Of course, music was the family occupation. His father, Hugo Adler, was a cantor at the central synagogue in Mannheim, Germany, and himself a composer of sacred works.

So the path was blazed early, and Adler has stayed on that road guided by his father and some of the greatest musicians of his time. Along the way Adler has created a legacy of hundreds of compositions, from solo pieces for every instrument in the orchestra plus accordion to operas – “I’ve written too much,” he says with wry self-deprecation – and hundreds of composition students.

Adler lives, retired from teaching but not composing, in Perrysburg with his wife, Emily Freeman Brown, the director of orchestral studies at Bowling Green State University.

His 90th birthday year will be marked by performances near and far, both in Toledo with the Toledo Symphony will premiering his tuba concerto in fall and in his native Germany where one of his pieces will be performed in Potsdam on the 80th anniversary of Kristallnacht, the night of Nazi attacks that signaled the ratcheting up of the persecution of Jews.

Adler has released a three-CD set, “One Lives but Once” on Linn Records and published “Building Bridges with Music: Stories from a Composer’s Life,” published  by  Pendragon  and  already in  its second edition.

“I’ve made it,” he declares when asked about the milestone year during an interview at his home.

His actual birthday was celebrated in Dallas March 4. It coincided with a celebration of the 65th anniversary of the choir at Temple Emanu-El which he formed.  Music director of the temple was his first job after his discharge from the Army in 1952.

His life in music started in Mannheim. After playing recorder in school, his parents started him on violin at 7.

This was during the time when the Nazis had taken control, and were imposing increasing restrictions and harassment on Jews.  Musicians and singers were fired from their positions. They banded together to form a cultural organization that staged concerts and operas. Hugo Adler with active in writing cantatas. Young  Sam Adler heard his first operas performed by the Judischer Kulturbund. Then came Kristallnacht in 1938.

In his memoir, Adler recalls the central synagogue being burned.  His father recruited him to help rescue old books of music, the musical legacy of the congregation, from the badly damaged temple. They took all they could carry as Nazis moved around below.

The family was able to flee in 1939 on “the last train,” he said. They ended up in Worcester, Massachusetts. Because of his father’s reputation in Jewish music circles he was able to secure a job as a cantor in synagogue there.

Looking back, Adler said: “When you’re a survivor from the Nazi period, everything is a gift after that.”

Young Adler had begun to compose, but “my father said he didn’t want to see anything until I studied.”

So his father arranged for him to take lessons from Herbert Fromm, a student of Hindemith, whom Adler himself would later study with.

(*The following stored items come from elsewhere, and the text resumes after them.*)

//! Host bridge module - board control via TCP socket with JSON protocol
//!
//! This module connects the view to its host application. The host pushes
//! board state in; the view reports field selection out. The protocol is a
//! **line-delimited JSON protocol** over TCP:
//!
//! 1. **Connection**: Host connects to the TCP socket (default: 127.0.0.1:7777)
//! 2. **Handshake**: Host sends `hello`, view responds with `welcome`
//! 3. **Board operations**: Host sends `createBoard`, `updateFields`,
//!    `highlightFields`; the view acks each after applying it
//! 4. **Selection reports**: The view broadcasts `fieldSelected` whenever the
//!    user selects or deselects a cell
//!
//! # Message Types
//!
//! ## Host → View
//!
//! - **hello**: Initial handshake with client info and protocol version
//! - **createBoard**: Build (or rebuild) the grid
//! - **updateFields**: Repaint cell contents - always the full board
//! - **highlightFields**: Replace the highlighted set
//!
//! ## View → Host
//!
//! - **welcome**: Response to hello
//! - **ack**: Operation applied
//! - **error**: Error response with code and message (bad JSON, stale seq,
//!   unknown coordinate, backpressure)
//! - **fieldSelected**: Cell (x, y) selected, or `(-1, -1)` cleared
//!
//! # Environment Variables
//!
//! - `BOARD_VIEW_HOST`: Bind address (default: "127.0.0.1")
//! - `BOARD_VIEW_PORT`: Port number (default: 7777)
//! - `BOARD_VIEW_MAX_PENDING`: Bound of the inbound operation queue
//! - `BOARD_VIEW_DISABLED`: Set to "1" or "true" to disable the bridge
//!
//! # Example Protocol Flow
//!
//! ```text
//! Host -> View: {"type":"hello","seq":1,"ts":1,"client":{"name":"host","version":"1.0.0"},"protocol_version":"1.0.0"}
//! View -> Host: {"type":"welcome","seq":1,"ts":2,"protocol_version":"1.0.0"}
//! Host -> View: {"type":"createBoard","seq":2,"ts":3,"size":9,"sectionSize":3}
//! View -> Host: {"type":"ack","seq":2,"ts":4,"status":"ok"}
//! Host -> View: {"type":"updateFields","seq":3,"ts":5,"fields":[{"xPos":0,"yPos":0,"character":"A","pencil":[],"words":[],"locked":true}]}
//! View -> Host: {"type":"ack","seq":3,"ts":6,"status":"ok"}
//! View -> Host: {"type":"fieldSelected","seq":1,"ts":7,"xPos":4,"yPos":7}
//! ```
//!
//! # Testing
//!
//! Connect with netcat for manual testing:
//!
//! ```bash
//! nc 127.0.0.1 7777
//! {"type":"hello","seq":1,"ts":1,"client":{"name":"test","version":"1.0.0"},"protocol_version":"1.0.0"}
//! ```

pub mod protocol;
pub mod runtime;
pub mod server;

pub use board_view_core as core;
pub use board_view_types as types;

pub use protocol::*;
pub use runtime::Bridge;
pub use server::{
    run_server, BridgeConfig, BridgeState, HostOp, InboundCommand, OutboundMessage,
};
//! Protocol module - JSON message types for the host bridge
//!
//! Implements the line-delimited JSON protocol the host speaks to the view.
//! All messages have: type, seq (sequence number), ts (timestamp in ms).
//! Payload field names (`xPos`, `sectionSize`, ...) match the JSON the host
//! already serializes for its board fields.

use std::time::{SystemTime, UNIX_EPOCH};

use serde::{Deserialize, Serialize};

use board_view_types::{Coord, FieldUpdate};

/// Protocol version spoken by this view.
pub const PROTOCOL_VERSION: &str = "1.0.0";

/// Milliseconds since the epoch, for message timestamps.
pub fn now_ms() -> u64 {
    SystemTime::now()
        .duration_since(UNIX_EPOCH)
        .map(|d| d.as_millis() as u64)
        .unwrap_or(0)
}

// ============== Host -> View Messages ==============

#[derive(Debug, Clone, Copy, PartialEq, Eq, Hash, Serialize, Deserialize)]
pub enum HelloType {
    #[serde(rename = "hello")]
    Hello,
}

impl Default for HelloType {
    fn default() -> Self {
        Self::Hello
    }
}

#[derive(Debug, Clone, Copy, PartialEq, Eq, Hash, Serialize, Deserialize)]
pub enum CreateBoardType {
    #[serde(rename = "createBoard")]
    CreateBoard,
}

impl Default for CreateBoardType {
    fn default() -> Self {
        Self::CreateBoard
    }
}

#[derive(Debug, Clone, Copy, PartialEq, Eq, Hash, Serialize, Deserialize)]
pub enum UpdateFieldsType {
    #[serde(rename = "updateFields")]
    UpdateFields,
}

impl Default for UpdateFieldsType {
    fn default() -> Self {
        Self::UpdateFields
    }
}

#[derive(Debug, Clone, Copy, PartialEq, Eq, Hash, Serialize, Deserialize)]
pub enum HighlightFieldsType {
    #[serde(rename = "highlightFields")]
    HighlightFields,
}

impl Default for HighlightFieldsType {
    fn default() -> Self {
        Self::HighlightFields
    }
}

#[derive(Debug, Clone, Serialize, Deserialize)]
pub struct ClientInfo {
    pub name: String,
    pub version: String,
}

/// Host hello message (first message to establish the connection).
#[derive(Debug, Clone, Serialize, Deserialize)]
pub struct HelloMessage {
    #[serde(rename = "type")]
    #[serde(default)]
    pub msg_type: HelloType,
    pub seq: u64,
    pub ts: u64,
    pub client: ClientInfo,
    pub protocol_version: String,
}

/// Build the grid (operation `initialize`).
#[derive(Debug, Clone, Serialize, Deserialize)]
pub struct CreateBoardMessage {
    #[serde(rename = "type")]
    #[serde(default)]
    pub msg_type: CreateBoardType,
    pub seq: u64,
    pub ts: u64,
    pub size: u8,
    #[serde(rename = "sectionSize")]
    pub section_size: u8,
}

/// Wire form of one cell's visual state.
#[derive(Debug, Clone, Serialize, Deserialize)]
pub struct FieldState {
    #[serde(rename = "xPos")]
    pub x_pos: u8,
    #[serde(rename = "yPos")]
    pub y_pos: u8,
    #[serde(default)]
    pub character: String,
    #[serde(default)]
    pub pencil: Vec<String>,
    #[serde(default)]
    pub words: Vec<i64>,
    #[serde(default)]
    pub locked: bool,
}

impl From<FieldState> for FieldUpdate {
    fn from(state: FieldState) -> Self {
        FieldUpdate {
            coord: Coord::new(state.x_pos, state.y_pos),
            character: state.character,
            pencil: state.pencil,
            // The view only styles word membership; the ids stay with the host.
            word: !state.words.is_empty(),
            locked: state.locked,
        }
    }
}

/// Repaint cell contents (operation `applyCharacterUpdates`). The host always
/// sends the full board.
#[derive(Debug, Clone, Serialize, Deserialize)]
pub struct UpdateFieldsMessage {
    #[serde(rename = "type")]
    #[serde(default)]
    pub msg_type: UpdateFieldsType,
    pub seq: u64,
    pub ts: u64,
    pub fields: Vec<FieldState>,
}

#[derive(Debug, Clone, Copy, Serialize, Deserialize)]
pub struct CoordinatePair {
    #[serde(rename = "xPos")]
    pub x_pos: u8,
    #[serde(rename = "yPos")]
    pub y_pos: u8,
}

impl From<CoordinatePair> for Coord {
    fn from(pair: CoordinatePair) -> Self {
        Coord::new(pair.x_pos, pair.y_pos)
    }
}

/// Replace the highlighted set (operation `setHighlights`).
#[derive(Debug, Clone, Serialize, Deserialize)]
pub struct HighlightFieldsMessage {
    #[serde(rename = "type")]
    #[serde(default)]
    pub msg_type: HighlightFieldsType,
    pub seq: u64,
    pub ts: u64,
    pub coordinates: Vec<CoordinatePair>,
}

// ============== View -> Host Messages ==============

#[derive(Debug, Clone, Copy, PartialEq, Eq, Hash, Serialize, Deserialize)]
pub enum WelcomeType {
    #[serde(rename = "welcome")]
    Welcome,
}

impl Default for WelcomeType {
    fn default() -> Self {
        Self::Welcome
    }
}

#[derive(Debug, Clone, Copy, PartialEq, Eq, Hash, Serialize, Deserialize)]
pub enum AckType {
    #[serde(rename = "ack")]
    Ack,
}

impl Default for AckType {
    fn default() -> Self {
        Self::Ack
    }
}

#[derive(Debug, Clone, Copy, PartialEq, Eq, Hash, Serialize, Deserialize)]
pub enum ErrorType {
    #[serde(rename = "error")]
    Error,
}

impl Default for ErrorType {
    fn default() -> Self {
        Self::Error
    }
}

#[derive(Debug, Clone, Copy, PartialEq, Eq, Hash, Serialize, Deserialize)]
pub enum FieldSelectedType {
    #[serde(rename = "fieldSelected")]
    FieldSelected,
}

impl Default for FieldSelectedType {
    fn default() -> Self {
        Self::FieldSelected
    }
}

#[derive(Debug, Clone, Serialize, Deserialize)]
pub struct WelcomeMessage {
    #[serde(rename = "type")]
    #[serde(default)]
    pub msg_type: WelcomeType,
    pub seq: u64,
    pub ts: u64,
    pub protocol_version: String,
}

#[derive(Debug, Clone, Serialize, Deserialize)]
pub struct AckMessage {
    #[serde(rename = "type")]
    #[serde(default)]
    pub msg_type: AckType,
    pub seq: u64,
    pub ts: u64,
    pub status: String,
}

#[derive(Debug, Clone, Copy, PartialEq, Eq, Serialize, Deserialize)]
pub enum ErrorCode {
    #[serde(rename = "handshake_required")]
    HandshakeRequired,
    #[serde(rename = "protocol_mismatch")]
    ProtocolMismatch,
    #[serde(rename = "invalid_command")]
    InvalidCommand,
    #[serde(rename = "backpressure")]
    Backpressure,
    #[serde(rename = "board_fault")]
    BoardFault,
}

#[derive(Debug, Clone, Serialize, Deserialize)]
pub struct ErrorMessage {
    #[serde(rename = "type")]
    #[serde(default)]
    pub msg_type: ErrorType,
    pub seq: u64,
    pub ts: u64,
    pub code: ErrorCode,
    pub message: String,
}

/// The single outbound bridge call: cell (x, y) newly selected, `(-1, -1)`
/// when the selection clears.
#[derive(Debug, Clone, Serialize, Deserialize)]
pub struct FieldSelectedMessage {
    #[serde(rename = "type")]
    #[serde(default)]
    pub msg_type: FieldSelectedType,
    pub seq: u64,
    pub ts: u64,
    #[serde(rename = "xPos")]
    pub x_pos: i32,
    #[serde(rename = "yPos")]
    pub y_pos: i32,
}

// ============== Constructors ==============

pub fn create_hello(seq: u64, name: &str, version: &str) -> HelloMessage {
    HelloMessage {
        msg_type: HelloType::Hello,
        seq,
        ts: now_ms(),
        client: ClientInfo {
            name: name.to_string(),
            version: version.to_string(),
        },
        protocol_version: PROTOCOL_VERSION.to_string(),
    }
}

pub fn create_welcome(seq: u64, protocol_version: &str) -> WelcomeMessage {
    WelcomeMessage {
        msg_type: WelcomeType::Welcome,
        seq,
        ts: now_ms(),
        protocol_version: protocol_version.to_string(),
    }
}

pub fn create_ack(seq: u64) -> AckMessage {
    AckMessage {
        msg_type: AckType::Ack,
        seq,
        ts: now_ms(),
        status: "ok".to_string(),
    }
}

pub fn create_error(seq: u64, code: ErrorCode, message: &str) -> ErrorMessage {
    ErrorMessage {
        msg_type: ErrorType::Error,
        seq,
        ts: now_ms(),
        code,
        message: message.to_string(),
    }
}

pub fn create_field_selected(seq: u64, x: i32, y: i32) -> FieldSelectedMessage {
    FieldSelectedMessage {
        msg_type: FieldSelectedType::FieldSelected,
        seq,
        ts: now_ms(),
        x_pos: x,
        y_pos: y,
    }
}

// ============== Parsing ==============

/// A parsed host message.
#[derive(Debug, Clone)]
pub enum ParsedMessage {
    Hello(HelloMessage),
    CreateBoard(CreateBoardMessage),
    UpdateFields(UpdateFieldsMessage),
    HighlightFields(HighlightFieldsMessage),
}

/// Parse one line from the host.
pub fn parse_message(line: &str) -> Result<ParsedMessage, String> {
    let value: serde_json::Value =
        serde_json::from_str(line).map_err(|e| format!("invalid JSON: {}", e))?;

    let msg_type = value
        .get("type")
        .and_then(|t| t.as_str())
        .ok_or_else(|| "missing type field".to_string())?;

    match msg_type {
        "hello" => serde_json::from_value(value)
            .map(ParsedMessage::Hello)
            .map_err(|e| format!("invalid hello: {}", e)),
        "createBoard" => serde_json::from_value(value)
            .map(ParsedMessage::CreateBoard)
            .map_err(|e| format!("invalid createBoard: {}", e)),
        "updateFields" => serde_json::from_value(value)
            .map(ParsedMessage::UpdateFields)
            .map_err(|e| format!("invalid updateFields: {}", e)),
        "highlightFields" => serde_json::from_value(value)
            .map(ParsedMessage::HighlightFields)
            .map_err(|e| format!("invalid highlightFields: {}", e)),
        other => Err(format!("unknown message type: {}", other)),
    }
}

/// Pull a `seq` out of a line that failed to parse, so error replies can
/// still reference it.
pub fn extract_seq_best_effort(s: &str) -> Option<u64> {
    let start = s.find("\"seq\"")?;
    let after_key = &s[start + 5..];
    let colon = after_key.find(':')?;
    let rest = after_key[colon + 1..].trim_start();
    let mut end = 0usize;
    for b in rest.as_bytes() {
        if b.is_ascii_digit() {
            end += 1;
        } else {
            break;
        }
    }
    if end == 0 {
        return None;
    }
    rest[..end].parse::<u64>().ok()
}
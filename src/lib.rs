//! Board view (workspace facade crate).
//!
//! This package keeps the `board_view::{core,bridge,term,types}` public API
//! stable while the implementation lives in dedicated crates under `crates/`.

pub use board_view_bridge as bridge;
pub use board_view_core as core;
pub use board_view_term as term;
pub use board_view_types as types;
//! Board model - the grid and its host-driven operations
//!
//! This crate is the logic half of the view: it owns the grid as an explicit
//! in-memory container of [`Cell`] records and applies the three host-driven
//! operations (create, update, highlight) plus user selection to it. It is
//! pure data manipulation - no I/O, no rendering - so every behavior can be
//! unit-tested without a rendered environment.
//!
//! Rendering layers treat the board as the single source of truth and derive
//! their output from it after each operation.

pub mod board;
pub mod cell;
pub mod error;
pub mod notifier;
pub mod view;

pub use board_view_types as types;

pub use board::Board;
pub use cell::Cell;
pub use error::BoardError;
pub use notifier::{Notifier, NullNotifier};
pub use view::BoardView;
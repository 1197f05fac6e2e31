//! Terminal board viewer (default binary).
//!
//! Renders the puzzle board in a terminal and connects it to a host over the
//! TCP bridge: the host pushes board state in, mouse clicks report field
//! selection back out.

use std::sync::mpsc;
use std::time::Duration;

use anyhow::Result;
use crossterm::event::{self, Event, KeyCode, KeyEventKind, MouseButton, MouseEventKind};
use tracing_subscriber::EnvFilter;

use board_view::bridge::{
    create_ack, create_error, create_field_selected, Bridge, ErrorCode, HostOp, OutboundMessage,
};
use board_view::core::{BoardView, Notifier};
use board_view::term::{BoardScreen, BridgeStatusView, TerminalRenderer, Viewport};
use board_view::types::{DEFAULT_BOARD_SIZE, DEFAULT_SECTION_SIZE};

/// Forwards selection reports from the view into the main loop, which puts
/// them on the wire.
struct SelectionSender(mpsc::Sender<(i32, i32)>);

impl Notifier for SelectionSender {
    fn on_field_selected(&mut self, x: i32, y: i32) {
        let _ = self.0.send((x, y));
    }
}

fn main() -> Result<()> {
    tracing_subscriber::fmt()
        .with_env_filter(EnvFilter::from_default_env())
        .with_writer(std::io::stderr)
        .init();

    let mut term = TerminalRenderer::new();
    term.enter()?;

    let result = run(&mut term);

    // Always try to restore terminal state.
    let _ = term.exit();
    result
}

fn run(term: &mut TerminalRenderer) -> Result<()> {
    let mut bridge = Bridge::start_from_env();
    match bridge.as_ref() {
        Some(bridge) => tracing::info!(endpoint = bridge.endpoint(), "bridge started"),
        None => tracing::info!("bridge disabled"),
    }
    let status = BridgeStatusView {
        enabled: bridge.is_some(),
        endpoint: bridge
            .as_ref()
            .map(|b| b.endpoint().to_string())
            .unwrap_or_default(),
    };

    let (selection_tx, selection_rx) = mpsc::channel::<(i32, i32)>();
    let mut view = BoardView::new(SelectionSender(selection_tx));
    // The terminal is up, so the "document" is ready before the host can
    // push anything.
    view.set_ready()?;
    view.create_board(DEFAULT_BOARD_SIZE, DEFAULT_SECTION_SIZE)?;

    let screen = BoardScreen::default();
    let mut outbound_seq: u64 = 0;

    loop {
        // Apply pending host operations, acking each one.
        if let Some(bridge) = bridge.as_mut() {
            while let Some(cmd) = bridge.try_recv() {
                let result = match cmd.op {
                    HostOp::CreateBoard { size, section_size } => {
                        view.create_board(size, section_size)
                    }
                    HostOp::UpdateFields(updates) => view.update_fields(updates),
                    HostOp::HighlightFields(coords) => view.highlight_fields(coords),
                };
                let reply = match result {
                    Ok(()) => serde_json::to_string(&create_ack(cmd.seq))?,
                    Err(err) => serde_json::to_string(&create_error(
                        cmd.seq,
                        ErrorCode::BoardFault,
                        &err.to_string(),
                    ))?,
                };
                bridge.send(OutboundMessage::ToClient {
                    client_id: cmd.client_id,
                    line: reply,
                });
            }
        }

        // Report selections made since the last pass.
        while let Ok((x, y)) = selection_rx.try_recv() {
            outbound_seq += 1;
            let msg = create_field_selected(outbound_seq, x, y);
            if let Some(bridge) = bridge.as_ref() {
                bridge.send(OutboundMessage::Broadcast {
                    line: serde_json::to_string(&msg)?,
                });
            }
        }

        // Render.
        let (w, h) = crossterm::terminal::size().unwrap_or((80, 24));
        let viewport = Viewport::new(w, h);
        let fb = screen.render(view.board(), Some(&status), viewport);
        term.draw(&fb)?;

        // Input.
        if event::poll(Duration::from_millis(50))? {
            match event::read()? {
                Event::Key(key) if key.kind == KeyEventKind::Press => match key.code {
                    KeyCode::Char('q') | KeyCode::Esc => return Ok(()),
                    _ => {}
                },
                Event::Mouse(mouse) => {
                    if mouse.kind == MouseEventKind::Down(MouseButton::Left) {
                        let hit = view.board().and_then(|board| {
                            screen.hit_test(board.size(), viewport, mouse.column, mouse.row)
                        });
                        if let Some(coord) = hit {
                            view.select_field(coord)?;
                        }
                    }
                }
                Event::Resize(_, _) => term.invalidate(),
                _ => {}
            }
        }
    }
}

“I had a wonderful high school experience,” he said. “The high school conductor made me conduct all the rehearsals, and he criticized me up and down, and that was very good for me.”

The director also had him compose a piece for the orchestra every semester. “I thought each was a masterpiece, which it wasn’t.”

As a member of the Worcester Philharmonic, Adler wrote “Epitaph for the Young American Soldier.”

“It got sensational reviews,” the composer recalled.  And a publisher in New York contacted him about publishing his music.

“My father refused to sign the contract,” Adler said, telling him: “‘In five years you’ll be embarrassed by these pieces.’ He was right.”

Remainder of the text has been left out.